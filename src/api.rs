//! The vendor API seam.
//!
//! The resource only talks to the vendor through [`SyntheticsApi`]. An HTTP
//! client implements it in production; [`crate::testing::InMemorySyntheticsApi`]
//! implements it in tests.

use async_trait::async_trait;

use crate::error::ProviderError;
use crate::model::SyntheticsTest;

/// Operations the vendor exposes for synthetic tests.
///
/// A test that does not exist must be reported as
/// [`ProviderError::NotFound`]; the resource relies on it to detect deleted
/// tests and to wait for new ones to become readable.
///
/// # Example
///
/// ```ignore
/// use hemmer_provider_synthetics::{async_trait, ProviderError, SyntheticsApi};
/// use hemmer_provider_synthetics::model::SyntheticsTest;
///
/// struct HttpApi { /* client, credentials */ }
///
/// #[async_trait]
/// impl SyntheticsApi for HttpApi {
///     async fn create_test(&self, test: &SyntheticsTest) -> Result<SyntheticsTest, ProviderError> {
///         // POST /api/v1/synthetics/tests/{api,browser}
///     }
///     // ...
/// }
/// ```
#[async_trait]
pub trait SyntheticsApi: Send + Sync {
    /// Create a test; the returned test carries its public id.
    async fn create_test(&self, test: &SyntheticsTest) -> Result<SyntheticsTest, ProviderError>;

    /// Fetch a test by public id.
    async fn get_test(&self, public_id: &str) -> Result<SyntheticsTest, ProviderError>;

    /// Replace the test with `public_id`.
    async fn update_test(
        &self,
        public_id: &str,
        test: &SyntheticsTest,
    ) -> Result<SyntheticsTest, ProviderError>;

    /// Delete tests. With `force_delete_dependencies`, tests referenced by
    /// other resources are deleted too.
    async fn delete_tests(
        &self,
        public_ids: &[String],
        force_delete_dependencies: bool,
    ) -> Result<(), ProviderError>;
}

━━━

Exercise description :: Everything from the line with "are deleted too." to the end of the listing above is to be set down exactly, both ends included.

Output ::
    /// other resources are deleted too.
    async fn delete_tests(
        &self,
        public_ids: &[String],
        force_delete_dependencies: bool,
    ) -> Result<(), ProviderError>;
}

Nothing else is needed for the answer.